Stored items
★ ★ ★ ★ ★
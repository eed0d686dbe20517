//! The snapshot contract: an immutable, serializable view of a round.
//!
//! A snapshot is emitted after every operation and can be stored by the
//! caller (session state, a database row) and loaded back to continue the
//! round in a fresh [`Game`]. Cards travel as two-character short codes.
//! Round-tripping preserves bankroll, bet, phase, every card identity and
//! order, every flag, the event log, and settlement results exactly.

use serde::{Deserialize, Serialize};

use crate::card::Card;
use crate::error::SnapshotError;
use crate::hand::{Hand, HandEvaluation};
use crate::payout::{Amount, Outcome};

use super::{Game, Phase, RoundState};

/// Settlement record for one player hand.
#[derive(Debug, Clone, Copy, PartialEq, Eq, Serialize, Deserialize)]
pub struct SettlementHandResult {
    /// Index of the hand within the round.
    pub hand_index: usize,
    /// Outcome of the hand.
    pub outcome: Outcome,
    /// Effective bet (post-double) for the hand.
    pub bet: Amount,
    /// Amount paid out.
    pub payout: Amount,
    /// Net bankroll change for the hand.
    pub net_delta: Amount,
}

/// Serializable view of one hand.
#[derive(Debug, Clone, PartialEq, Eq, Serialize, Deserialize)]
pub struct HandSnapshot {
    /// Card short codes in draw order.
    pub cards: Vec<String>,
    /// Evaluation at the time the snapshot was taken (derived data).
    pub evaluation: HandEvaluation,
    /// Whether the hand is terminal.
    pub is_completed: bool,
    /// Whether the hand originated from a split.
    pub was_split_child: bool,
    /// Whether the hand doubled down.
    pub has_doubled: bool,
}

impl HandSnapshot {
    fn of(hand: &Hand) -> Self {
        Self {
            cards: hand.cards().iter().map(|c| c.code()).collect(),
            evaluation: hand.evaluation(),
            is_completed: hand.is_completed(),
            was_split_child: hand.was_split_child(),
            has_doubled: hand.has_doubled(),
        }
    }

    fn rehydrate(&self) -> Result<Hand, SnapshotError> {
        let cards = self
            .cards
            .iter()
            .map(|code| {
                Card::from_code(code).ok_or_else(|| SnapshotError::InvalidCardCode(code.clone()))
            })
            .collect::<Result<Vec<Card>, SnapshotError>>()?;
        Ok(Hand::rehydrate(
            cards,
            self.is_completed,
            self.was_split_child,
            self.has_doubled,
        ))
    }
}

/// Immutable, externally storable representation of a round.
#[derive(Debug, Clone, PartialEq, Eq, Serialize, Deserialize)]
pub struct Snapshot {
    /// Round phase.
    pub phase: Phase,
    /// Current bankroll.
    pub bankroll: Amount,
    /// Base bet for the round.
    pub current_bet: Amount,
    /// Index of the first not-completed player hand (or past the end).
    pub active_hand_index: usize,
    /// Player hands in play order.
    pub player_hands: Vec<HandSnapshot>,
    /// The dealer's hand.
    pub dealer: HandSnapshot,
    /// Whether the dealer has played out their hand this round.
    pub dealer_played: bool,
    /// Event log, oldest first.
    pub events: Vec<String>,
    /// Per-hand settlement results; empty until settlement.
    pub settlement_results: Vec<SettlementHandResult>,
    /// Net bankroll change of the settled round.
    pub round_net_delta: Amount,
    /// Optional external round identifier.
    pub round_id: Option<u64>,
}

impl Snapshot {
    /// Serializes the snapshot to JSON.
    ///
    /// # Errors
    ///
    /// Returns [`SnapshotError::Json`] if serialization fails.
    pub fn to_json(&self) -> Result<String, SnapshotError> {
        serde_json::to_string(self).map_err(|e| SnapshotError::Json(e.to_string()))
    }

    /// Parses a snapshot from JSON.
    ///
    /// # Errors
    ///
    /// Returns [`SnapshotError::Json`] if the JSON is malformed.
    pub fn from_json(json: &str) -> Result<Self, SnapshotError> {
        serde_json::from_str(json).map_err(|e| SnapshotError::Json(e.to_string()))
    }
}

impl Game {
    pub(crate) fn snapshot(&self) -> Snapshot {
        Snapshot {
            phase: self.ctx.phase,
            bankroll: self.ctx.bankroll,
            current_bet: self.ctx.current_bet,
            active_hand_index: self.ctx.active_hand_index,
            player_hands: self.ctx.player_hands.iter().map(HandSnapshot::of).collect(),
            dealer: HandSnapshot::of(&self.ctx.dealer_hand),
            dealer_played: self.ctx.dealer_played,
            events: self.ctx.events.clone(),
            settlement_results: self.ctx.settlement_results.clone(),
            round_net_delta: self.ctx.last_round_net,
            round_id: self.ctx.round_id,
        }
    }

    /// Re-emits the current state without mutating anything.
    #[must_use]
    pub fn refresh(&self) -> Snapshot {
        self.snapshot()
    }

    /// Rehydrates the round from a previously emitted snapshot.
    ///
    /// All-or-nothing: every hand is parsed before any state changes, so a
    /// malformed snapshot leaves the current round untouched. The dealer
    /// transcript is not part of the contract and comes back empty.
    ///
    /// # Errors
    ///
    /// Returns [`SnapshotError`] if a card code cannot be parsed.
    pub fn load(&mut self, snapshot: &Snapshot) -> Result<(), SnapshotError> {
        let player_hands = snapshot
            .player_hands
            .iter()
            .map(HandSnapshot::rehydrate)
            .collect::<Result<Vec<Hand>, SnapshotError>>()?;
        let dealer_hand = snapshot.dealer.rehydrate()?;

        self.ctx = RoundState {
            player_hands,
            dealer_hand,
            active_hand_index: snapshot.active_hand_index,
            bankroll: snapshot.bankroll,
            current_bet: snapshot.current_bet,
            phase: snapshot.phase,
            dealer_played: snapshot.dealer_played,
            dealer_transcript: Vec::new(),
            events: snapshot.events.clone(),
            settlement_results: snapshot.settlement_results.clone(),
            last_round_net: snapshot.round_net_delta,
            round_id: snapshot.round_id,
        };
        Ok(())
    }
}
★ ★ ★ ★ ★
**The task:** Word for word, write out each of the records above.

**Task answer:**
repository eed0d686dbe20517
//! The snapshot contract: an immutable, serializable view of a round.
//!
//! A snapshot is emitted after every operation and can be stored by the
//! caller (session state, a database row) and loaded back to continue the
//! round in a fresh [`Game`]. Cards travel as two-character short codes.
//! Round-tripping preserves bankroll, bet, phase, every card identity and
//! order, every flag, the event log, and settlement results exactly.

use serde::{Deserialize, Serialize};

use crate::card::Card;
use crate::error::SnapshotError;
use crate::hand::{Hand, HandEvaluation};
use crate::payout::{Amount, Outcome};

use super::{Game, Phase, RoundState};

/// Settlement record for one player hand.
#[derive(Debug, Clone, Copy, PartialEq, Eq, Serialize, Deserialize)]
pub struct SettlementHandResult {
    /// Index of the hand within the round.
    pub hand_index: usize,
    /// Outcome of the hand.
    pub outcome: Outcome,
    /// Effective bet (post-double) for the hand.
    pub bet: Amount,
    /// Amount paid out.
    pub payout: Amount,
    /// Net bankroll change for the hand.
    pub net_delta: Amount,
}

/// Serializable view of one hand.
#[derive(Debug, Clone, PartialEq, Eq, Serialize, Deserialize)]
pub struct HandSnapshot {
    /// Card short codes in draw order.
    pub cards: Vec<String>,
    /// Evaluation at the time the snapshot was taken (derived data).
    pub evaluation: HandEvaluation,
    /// Whether the hand is terminal.
    pub is_completed: bool,
    /// Whether the hand originated from a split.
    pub was_split_child: bool,
    /// Whether the hand doubled down.
    pub has_doubled: bool,
}

impl HandSnapshot {
    fn of(hand: &Hand) -> Self {
        Self {
            cards: hand.cards().iter().map(|c| c.code()).collect(),
            evaluation: hand.evaluation(),
            is_completed: hand.is_completed(),
            was_split_child: hand.was_split_child(),
            has_doubled: hand.has_doubled(),
        }
    }

    fn rehydrate(&self) -> Result<Hand, SnapshotError> {
        let cards = self
            .cards
            .iter()
            .map(|code| {
                Card::from_code(code).ok_or_else(|| SnapshotError::InvalidCardCode(code.clone()))
            })
            .collect::<Result<Vec<Card>, SnapshotError>>()?;
        Ok(Hand::rehydrate(
            cards,
            self.is_completed,
            self.was_split_child,
            self.has_doubled,
        ))
    }
}

/// Immutable, externally storable representation of a round.
#[derive(Debug, Clone, PartialEq, Eq, Serialize, Deserialize)]
pub struct Snapshot {
    /// Round phase.
    pub phase: Phase,
    /// Current bankroll.
    pub bankroll: Amount,
    /// Base bet for the round.
    pub current_bet: Amount,
    /// Index of the first not-completed player hand (or past the end).
    pub active_hand_index: usize,
    /// Player hands in play order.
    pub player_hands: Vec<HandSnapshot>,
    /// The dealer's hand.
    pub dealer: HandSnapshot,
    /// Whether the dealer has played out their hand this round.
    pub dealer_played: bool,
    /// Event log, oldest first.
    pub events: Vec<String>,
    /// Per-hand settlement results; empty until settlement.
    pub settlement_results: Vec<SettlementHandResult>,
    /// Net bankroll change of the settled round.
    pub round_net_delta: Amount,
    /// Optional external round identifier.
    pub round_id: Option<u64>,
}

impl Snapshot {
    /// Serializes the snapshot to JSON.
    ///
    /// # Errors
    ///
    /// Returns [`SnapshotError::Json`] if serialization fails.
    pub fn to_json(&self) -> Result<String, SnapshotError> {
        serde_json::to_string(self).map_err(|e| SnapshotError::Json(e.to_string()))
    }

    /// Parses a snapshot from JSON.
    ///
    /// # Errors
    ///
    /// Returns [`SnapshotError::Json`] if the JSON is malformed.
    pub fn from_json(json: &str) -> Result<Self, SnapshotError> {
        serde_json::from_str(json).map_err(|e| SnapshotError::Json(e.to_string()))
    }
}

impl Game {
    pub(crate) fn snapshot(&self) -> Snapshot {
        Snapshot {
            phase: self.ctx.phase,
            bankroll: self.ctx.bankroll,
            current_bet: self.ctx.current_bet,
            active_hand_index: self.ctx.active_hand_index,
            player_hands: self.ctx.player_hands.iter().map(HandSnapshot::of).collect(),
            dealer: HandSnapshot::of(&self.ctx.dealer_hand),
            dealer_played: self.ctx.dealer_played,
            events: self.ctx.events.clone(),
            settlement_results: self.ctx.settlement_results.clone(),
            round_net_delta: self.ctx.last_round_net,
            round_id: self.ctx.round_id,
        }
    }

    /// Re-emits the current state without mutating anything.
    #[must_use]
    pub fn refresh(&self) -> Snapshot {
        self.snapshot()
    }

    /// Rehydrates the round from a previously emitted snapshot.
    ///
    /// All-or-nothing: every hand is parsed before any state changes, so a
    /// malformed snapshot leaves the current round untouched. The dealer
    /// transcript is not part of the contract and comes back empty.
    ///
    /// # Errors
    ///
    /// Returns [`SnapshotError`] if a card code cannot be parsed.
    pub fn load(&mut self, snapshot: &Snapshot) -> Result<(), SnapshotError> {
        let player_hands = snapshot
            .player_hands
            .iter()
            .map(HandSnapshot::rehydrate)
            .collect::<Result<Vec<Hand>, SnapshotError>>()?;
        let dealer_hand = snapshot.dealer.rehydrate()?;

        self.ctx = RoundState {
            player_hands,
            dealer_hand,
            active_hand_index: snapshot.active_hand_index,
            bankroll: snapshot.bankroll,
            current_bet: snapshot.current_bet,
            phase: snapshot.phase,
            dealer_played: snapshot.dealer_played,
            dealer_transcript: Vec::new(),
            events: snapshot.events.clone(),
            settlement_results: snapshot.settlement_results.clone(),
            last_round_net: snapshot.round_net_delta,
            round_id: snapshot.round_id,
        };
        Ok(())
    }
}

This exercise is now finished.